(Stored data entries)
---

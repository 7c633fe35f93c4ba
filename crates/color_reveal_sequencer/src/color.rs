// SPDX-License-Identifier: MIT OR Apache-2.0
//! RGBA colors for reveal layers.
//!
//! The sequencer itself is generic over any `Clone` color; [`Rgba`] is the
//! concrete type used by configs and the demo driver.

use serde::{Deserialize, Serialize};
use std::fmt;
use std::str::FromStr;

/// 8-bit RGBA color
#[derive(Debug, Clone, Copy, PartialEq, Eq, Hash, Default, Serialize, Deserialize)]
pub struct Rgba {
    /// Red channel
    pub r: u8,
    /// Green channel
    pub g: u8,
    /// Blue channel
    pub b: u8,
    /// Alpha channel
    pub a: u8,
}

impl Rgba {
    /// Opaque black
    pub const BLACK: Rgba = Rgba::rgb(0, 0, 0);
    /// Opaque white
    pub const WHITE: Rgba = Rgba::rgb(255, 255, 255);
    /// Opaque red
    pub const RED: Rgba = Rgba::rgb(255, 0, 0);
    /// Opaque green
    pub const GREEN: Rgba = Rgba::rgb(0, 255, 0);
    /// Opaque blue
    pub const BLUE: Rgba = Rgba::rgb(0, 0, 255);

    /// Create an opaque color
    pub const fn rgb(r: u8, g: u8, b: u8) -> Self {
        Self { r, g, b, a: 255 }
    }

    /// Create a color with alpha
    pub const fn rgba(r: u8, g: u8, b: u8, a: u8) -> Self {
        Self { r, g, b, a }
    }

    /// Parse `#RRGGBB` or `#RRGGBBAA` (the `#` is optional)
    pub fn from_hex(hex: &str) -> Result<Self, ColorParseError> {
        let digits = hex.strip_prefix('#').unwrap_or(hex);
        if !matches!(digits.len(), 6 | 8) {
            return Err(ColorParseError::InvalidLength(hex.to_string()));
        }
        if !digits.bytes().all(|b| b.is_ascii_hexdigit()) {
            return Err(ColorParseError::InvalidDigit(hex.to_string()));
        }

        let channel = |i: usize| {
            u8::from_str_radix(&digits[i..i + 2], 16)
                .map_err(|_| ColorParseError::InvalidDigit(hex.to_string()))
        };

        let a = if digits.len() == 8 { channel(6)? } else { 255 };
        Ok(Self::rgba(channel(0)?, channel(2)?, channel(4)?, a))
    }

    /// Format as `#RRGGBB`, or `#RRGGBBAA` when not opaque
    pub fn to_hex(&self) -> String {
        self.to_string()
    }
}

impl fmt::Display for Rgba {
    fn fmt(&self, f: &mut fmt::Formatter<'_>) -> fmt::Result {
        write!(f, "#{:02X}{:02X}{:02X}", self.r, self.g, self.b)?;
        if self.a != 255 {
            write!(f, "{:02X}", self.a)?;
        }
        Ok(())
    }
}

impl FromStr for Rgba {
    type Err = ColorParseError;

    fn from_str(s: &str) -> Result<Self, Self::Err> {
        Self::from_hex(s)
    }
}

/// Error when parsing a hex color
#[derive(Debug, Clone, PartialEq, Eq, thiserror::Error)]
pub enum ColorParseError {
    /// Wrong number of hex digits
    #[error("Expected 6 or 8 hex digits: {0:?}")]
    InvalidLength(String),

    /// Non-hex character
    #[error("Invalid hex digit in color: {0:?}")]
    InvalidDigit(String),
}

#[cfg(test)]
mod tests {
    use super::*;

    #[test]
    fn test_parse_hex() {
        assert_eq!(Rgba::from_hex("#FF0000").unwrap(), Rgba::RED);
        assert_eq!(Rgba::from_hex("0000ff").unwrap(), Rgba::BLUE);
        assert_eq!(Rgba::from_hex("#11223344").unwrap(), Rgba::rgba(0x11, 0x22, 0x33, 0x44));
        assert_eq!("#FFFFFF".parse::<Rgba>().unwrap(), Rgba::WHITE);
    }

    #[test]
    fn test_parse_errors() {
        assert!(matches!(Rgba::from_hex("#FFF"), Err(ColorParseError::InvalidLength(_))));
        assert!(matches!(Rgba::from_hex("#GG0000"), Err(ColorParseError::InvalidDigit(_))));
        assert!(matches!(Rgba::from_hex("#+F0000"), Err(ColorParseError::InvalidDigit(_))));
        assert!(matches!(Rgba::from_hex("#ÄÄÄÄ"), Err(ColorParseError::InvalidDigit(_))));
    }

    #[test]
    fn test_display() {
        assert_eq!(Rgba::rgb(0x12, 0xAB, 0x00).to_hex(), "#12AB00");
        assert_eq!(Rgba::rgba(0, 0, 0, 0x80).to_hex(), "#00000080");
    }
}
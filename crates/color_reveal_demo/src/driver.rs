// SPDX-License-Identifier: MIT OR Apache-2.0
//! Frame-clock animation driver for a [`LayerSequencer`].

use color_reveal_sequencer::{LayerId, LayerSequencer, SequencerError, SequencerEvent};
use serde::{Deserialize, Serialize};

/// Easing curve applied to linear time
#[derive(Debug, Clone, Copy, PartialEq, Eq, Default, Serialize, Deserialize)]
pub enum Easing {
    /// No easing
    Linear,
    /// Cubic ease-in-out
    #[default]
    EaseInOut,
}

impl Easing {
    /// Map linear time in `[0, 1]` to eased progress
    pub fn apply(&self, t: f32) -> f32 {
        let t = t.clamp(0.0, 1.0);
        match self {
            Self::Linear => t,
            Self::EaseInOut => {
                if t < 0.5 {
                    4.0 * t * t * t
                } else {
                    1.0 - (-2.0 * t + 2.0).powi(3) / 2.0
                }
            }
        }
    }
}

/// A layer the driver is animating or waiting to settle
#[derive(Debug, Clone)]
struct ActiveLayer {
    id: LayerId,
    started_at: f32,
    duration: f32,
    settle_after: f32,
}

impl ActiveLayer {
    fn linear_progress(&self, now: f32) -> f32 {
        if self.duration <= 0.0 {
            return 1.0;
        }
        ((now - self.started_at) / self.duration).clamp(0.0, 1.0)
    }

    fn is_due(&self, now: f32) -> bool {
        now - self.started_at >= self.settle_after
    }
}

/// Drives queued layers from 0 to 1 and settles them after a delay.
///
/// The driver owns all timing: it picks up new layers from
/// [`SequencerEvent::LayerStarted`], writes eased progress back every
/// update, and calls [`LayerSequencer::on_layer_settled`] once per layer
/// whose animation and settle delay have both elapsed.
#[derive(Debug, Clone, Default)]
pub struct RevealDriver {
    /// Current driver time
    time: f32,
    /// Easing for every layer
    easing: Easing,
    /// Layers not yet settled, oldest first
    active: Vec<ActiveLayer>,
}

impl RevealDriver {
    /// Create a driver at time zero
    pub fn new(easing: Easing) -> Self {
        Self {
            time: 0.0,
            easing,
            active: Vec::new(),
        }
    }

    /// Current driver time
    pub fn time(&self) -> f32 {
        self.time
    }

    /// Whether no layer is animating or waiting to settle
    pub fn is_idle(&self) -> bool {
        self.active.is_empty()
    }

    /// Advance by `delta_time` and return the colors committed this step
    pub fn update<C: Clone>(
        &mut self,
        delta_time: f32,
        sequencer: &mut LayerSequencer<C>,
    ) -> Result<Vec<C>, SequencerError> {
        self.collect_started(sequencer);
        self.time += delta_time.max(0.0);

        let now = self.time;
        let easing = self.easing;
        let mut lost = Vec::new();
        for layer in &self.active {
            let progress = easing.apply(layer.linear_progress(now));
            match sequencer.set_progress(layer.id, progress) {
                Ok(_) => {}
                // Settled by someone else ahead of its own timer
                Err(SequencerError::UnknownLayer(id)) => lost.push(id),
                Err(e) => return Err(e),
            }
        }
        if !lost.is_empty() {
            tracing::warn!("{} layer(s) left the queue before their timers ran out", lost.len());
            self.active.retain(|layer| !lost.contains(&layer.id));
        }

        let due = self.active.iter().filter(|layer| layer.is_due(now)).count();
        self.active.retain(|layer| !layer.is_due(now));

        let mut committed = Vec::with_capacity(due);
        for _ in 0..due {
            // Head-only: the sequencer decides which layer commits
            if let Some(color) = sequencer.on_layer_settled() {
                committed.push(color);
            }
        }

        Ok(committed)
    }

    /// Start tracking layers queued since the last update
    fn collect_started<C: Clone>(&mut self, sequencer: &mut LayerSequencer<C>) {
        let settle_delay = sequencer.config().settle_delay;
        for event in sequencer.take_events() {
            if let SequencerEvent::LayerStarted { id, duration, .. } = event {
                tracing::debug!(layer = ?id, time = self.time, "Animating color layer");
                self.active.push(ActiveLayer {
                    id,
                    started_at: self.time,
                    duration,
                    settle_after: duration.max(0.0) + settle_delay.max(0.0),
                });
            }
        }
    }
}
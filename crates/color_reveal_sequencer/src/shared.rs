// SPDX-License-Identifier: MIT OR Apache-2.0
//! Thread-safe handle around a [`LayerSequencer`].

use crate::frame::RevealFrame;
use crate::layer::{LayerId, LayerPhase};
use crate::sequencer::{LayerSequencer, SequencerConfig, SequencerError, SequencerEvent};
use color_reveal_shape::{AnimationKind, Rect};
use parking_lot::Mutex;
use std::sync::Arc;

/// Cloneable, lock-protected sequencer for hosts where the color source and
/// the animation driver live on different threads.
///
/// Every call takes the lock once, so queue mutations stay serialized.
#[derive(Debug)]
pub struct SharedSequencer<C> {
    inner: Arc<Mutex<LayerSequencer<C>>>,
}

impl<C> Clone for SharedSequencer<C> {
    fn clone(&self) -> Self {
        Self {
            inner: Arc::clone(&self.inner),
        }
    }
}

impl<C: Clone> SharedSequencer<C> {
    /// Create a shared sequencer with default settings
    pub fn new(base_color: C) -> Self {
        Self::from_sequencer(LayerSequencer::new(base_color))
    }

    /// Create a shared sequencer with custom settings
    pub fn with_config(base_color: C, config: SequencerConfig) -> Self {
        Self::from_sequencer(LayerSequencer::with_config(base_color, config))
    }

    /// Wrap an existing sequencer
    pub fn from_sequencer(sequencer: LayerSequencer<C>) -> Self {
        Self {
            inner: Arc::new(Mutex::new(sequencer)),
        }
    }

    /// See [`LayerSequencer::on_new_color`]
    pub fn on_new_color(&self, color: C) -> Result<LayerId, SequencerError> {
        self.inner.lock().on_new_color(color)
    }

    /// See [`LayerSequencer::set_progress`]
    pub fn set_progress(&self, id: LayerId, progress: f32) -> Result<LayerPhase, SequencerError> {
        self.inner.lock().set_progress(id, progress)
    }

    /// See [`LayerSequencer::on_layer_settled`]
    pub fn on_layer_settled(&self) -> Option<C> {
        self.inner.lock().on_layer_settled()
    }

    /// See [`LayerSequencer::take_events`]
    pub fn take_events(&self) -> Vec<SequencerEvent<C>> {
        self.inner.lock().take_events()
    }

    /// Current base color
    pub fn base_color(&self) -> C {
        self.inner.lock().base_color().clone()
    }

    /// Number of queued layers
    pub fn len(&self) -> usize {
        self.inner.lock().len()
    }

    /// Whether no layers are queued
    pub fn is_empty(&self) -> bool {
        self.inner.lock().is_empty()
    }

    /// Snapshot of the paint list for one frame
    pub fn frame(&self, rect: Rect, kind: AnimationKind) -> RevealFrame<C> {
        self.inner.lock().frame(rect, kind)
    }

    /// Run a closure with exclusive access to the sequencer
    pub fn with<R>(&self, f: impl FnOnce(&mut LayerSequencer<C>) -> R) -> R {
        f(&mut self.inner.lock())
    }
}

---

## [WHAT IS REQUIRED]
Please return exactly the lines that run from the line with "self.inner.lock().on_layer_settled()" through the end of the records above, both included, and nothing more.

## [RESPONSE AREA]
        self.inner.lock().on_layer_settled()
    }

    /// See [`LayerSequencer::take_events`]
    pub fn take_events(&self) -> Vec<SequencerEvent<C>> {
        self.inner.lock().take_events()
    }

    /// Current base color
    pub fn base_color(&self) -> C {
        self.inner.lock().base_color().clone()
    }

    /// Number of queued layers
    pub fn len(&self) -> usize {
        self.inner.lock().len()
    }

    /// Whether no layers are queued
    pub fn is_empty(&self) -> bool {
        self.inner.lock().is_empty()
    }

    /// Snapshot of the paint list for one frame
    pub fn frame(&self, rect: Rect, kind: AnimationKind) -> RevealFrame<C> {
        self.inner.lock().frame(rect, kind)
    }

    /// Run a closure with exclusive access to the sequencer
    pub fn with<R>(&self, f: impl FnOnce(&mut LayerSequencer<C>) -> R) -> R {
        f(&mut self.inner.lock())
    }
}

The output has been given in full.